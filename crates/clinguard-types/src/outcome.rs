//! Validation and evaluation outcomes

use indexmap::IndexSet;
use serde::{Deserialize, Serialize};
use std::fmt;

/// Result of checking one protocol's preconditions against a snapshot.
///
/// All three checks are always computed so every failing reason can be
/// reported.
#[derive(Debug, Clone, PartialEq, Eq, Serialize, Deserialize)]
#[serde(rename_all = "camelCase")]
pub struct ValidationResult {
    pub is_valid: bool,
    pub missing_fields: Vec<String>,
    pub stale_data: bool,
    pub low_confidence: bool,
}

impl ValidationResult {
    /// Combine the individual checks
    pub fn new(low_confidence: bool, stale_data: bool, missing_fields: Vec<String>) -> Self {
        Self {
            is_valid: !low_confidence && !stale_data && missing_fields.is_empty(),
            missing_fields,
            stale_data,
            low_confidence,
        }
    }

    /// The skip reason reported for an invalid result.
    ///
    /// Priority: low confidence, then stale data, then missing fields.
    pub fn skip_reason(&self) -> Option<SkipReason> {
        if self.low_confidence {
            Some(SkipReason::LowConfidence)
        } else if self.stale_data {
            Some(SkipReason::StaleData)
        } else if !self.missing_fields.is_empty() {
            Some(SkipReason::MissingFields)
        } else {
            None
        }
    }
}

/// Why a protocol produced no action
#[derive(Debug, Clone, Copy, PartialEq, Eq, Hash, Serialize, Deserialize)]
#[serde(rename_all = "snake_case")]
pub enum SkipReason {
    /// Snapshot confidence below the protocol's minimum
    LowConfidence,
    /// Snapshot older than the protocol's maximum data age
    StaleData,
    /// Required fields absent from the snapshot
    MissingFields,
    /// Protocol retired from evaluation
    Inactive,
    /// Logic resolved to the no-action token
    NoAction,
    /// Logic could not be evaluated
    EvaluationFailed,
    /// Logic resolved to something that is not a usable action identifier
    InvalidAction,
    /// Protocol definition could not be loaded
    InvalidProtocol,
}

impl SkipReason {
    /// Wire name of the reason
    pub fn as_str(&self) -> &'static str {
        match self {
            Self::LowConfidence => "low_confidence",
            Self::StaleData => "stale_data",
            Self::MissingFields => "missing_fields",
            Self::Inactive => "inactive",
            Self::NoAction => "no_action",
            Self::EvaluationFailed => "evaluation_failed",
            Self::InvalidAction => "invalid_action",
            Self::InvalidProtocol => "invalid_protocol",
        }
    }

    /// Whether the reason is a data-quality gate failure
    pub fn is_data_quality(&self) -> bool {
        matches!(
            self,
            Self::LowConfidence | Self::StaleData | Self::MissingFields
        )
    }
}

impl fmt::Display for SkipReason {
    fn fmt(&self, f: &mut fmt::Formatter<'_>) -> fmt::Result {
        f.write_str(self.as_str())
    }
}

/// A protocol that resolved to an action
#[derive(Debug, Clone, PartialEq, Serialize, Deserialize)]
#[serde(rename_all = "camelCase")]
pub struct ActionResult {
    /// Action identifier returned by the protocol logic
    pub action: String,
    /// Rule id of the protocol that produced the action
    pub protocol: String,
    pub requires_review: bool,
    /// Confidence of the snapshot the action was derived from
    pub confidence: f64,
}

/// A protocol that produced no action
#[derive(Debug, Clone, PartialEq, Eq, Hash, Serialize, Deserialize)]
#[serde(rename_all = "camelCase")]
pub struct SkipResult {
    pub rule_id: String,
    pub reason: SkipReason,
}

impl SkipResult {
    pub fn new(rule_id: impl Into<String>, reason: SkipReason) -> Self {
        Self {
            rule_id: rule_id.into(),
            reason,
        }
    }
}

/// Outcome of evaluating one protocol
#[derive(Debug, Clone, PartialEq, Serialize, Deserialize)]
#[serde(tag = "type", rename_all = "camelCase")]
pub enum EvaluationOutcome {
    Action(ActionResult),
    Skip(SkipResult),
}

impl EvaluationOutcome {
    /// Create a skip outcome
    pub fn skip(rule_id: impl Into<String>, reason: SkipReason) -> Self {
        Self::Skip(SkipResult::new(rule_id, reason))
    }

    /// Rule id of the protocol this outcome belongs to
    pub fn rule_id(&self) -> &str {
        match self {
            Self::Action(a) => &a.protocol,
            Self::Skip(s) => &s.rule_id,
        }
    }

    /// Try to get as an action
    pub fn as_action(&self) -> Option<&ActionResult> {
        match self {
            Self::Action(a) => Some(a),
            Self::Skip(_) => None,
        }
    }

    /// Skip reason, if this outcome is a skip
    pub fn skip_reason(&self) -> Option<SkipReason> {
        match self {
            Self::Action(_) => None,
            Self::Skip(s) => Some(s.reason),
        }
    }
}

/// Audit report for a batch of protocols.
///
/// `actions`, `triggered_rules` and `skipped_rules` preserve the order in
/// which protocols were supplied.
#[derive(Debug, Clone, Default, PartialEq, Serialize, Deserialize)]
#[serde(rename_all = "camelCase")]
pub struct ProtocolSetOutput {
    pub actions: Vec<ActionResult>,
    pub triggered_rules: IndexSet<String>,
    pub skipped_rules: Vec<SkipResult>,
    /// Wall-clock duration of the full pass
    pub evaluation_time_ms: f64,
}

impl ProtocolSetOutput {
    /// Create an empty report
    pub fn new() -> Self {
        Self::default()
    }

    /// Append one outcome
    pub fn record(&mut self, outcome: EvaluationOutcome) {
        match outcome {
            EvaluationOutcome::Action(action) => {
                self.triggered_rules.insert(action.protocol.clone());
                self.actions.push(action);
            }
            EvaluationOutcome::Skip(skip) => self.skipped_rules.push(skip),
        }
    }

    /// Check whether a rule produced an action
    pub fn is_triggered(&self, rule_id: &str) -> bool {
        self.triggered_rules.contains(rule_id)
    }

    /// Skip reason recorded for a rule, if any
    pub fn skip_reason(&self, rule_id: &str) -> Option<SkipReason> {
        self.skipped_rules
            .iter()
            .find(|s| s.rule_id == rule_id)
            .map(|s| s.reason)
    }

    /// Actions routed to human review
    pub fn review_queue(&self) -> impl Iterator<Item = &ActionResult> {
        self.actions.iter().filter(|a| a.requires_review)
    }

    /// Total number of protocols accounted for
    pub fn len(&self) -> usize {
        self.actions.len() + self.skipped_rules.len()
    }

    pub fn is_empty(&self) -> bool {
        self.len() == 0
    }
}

WHAT THIS TASK INVOLVES: From the entries, copy every line in which the string "None" can be found.

SOLUTION TO THIS PROBLEM:
            None
            Self::Skip(_) => None,
            Self::Action(_) => None,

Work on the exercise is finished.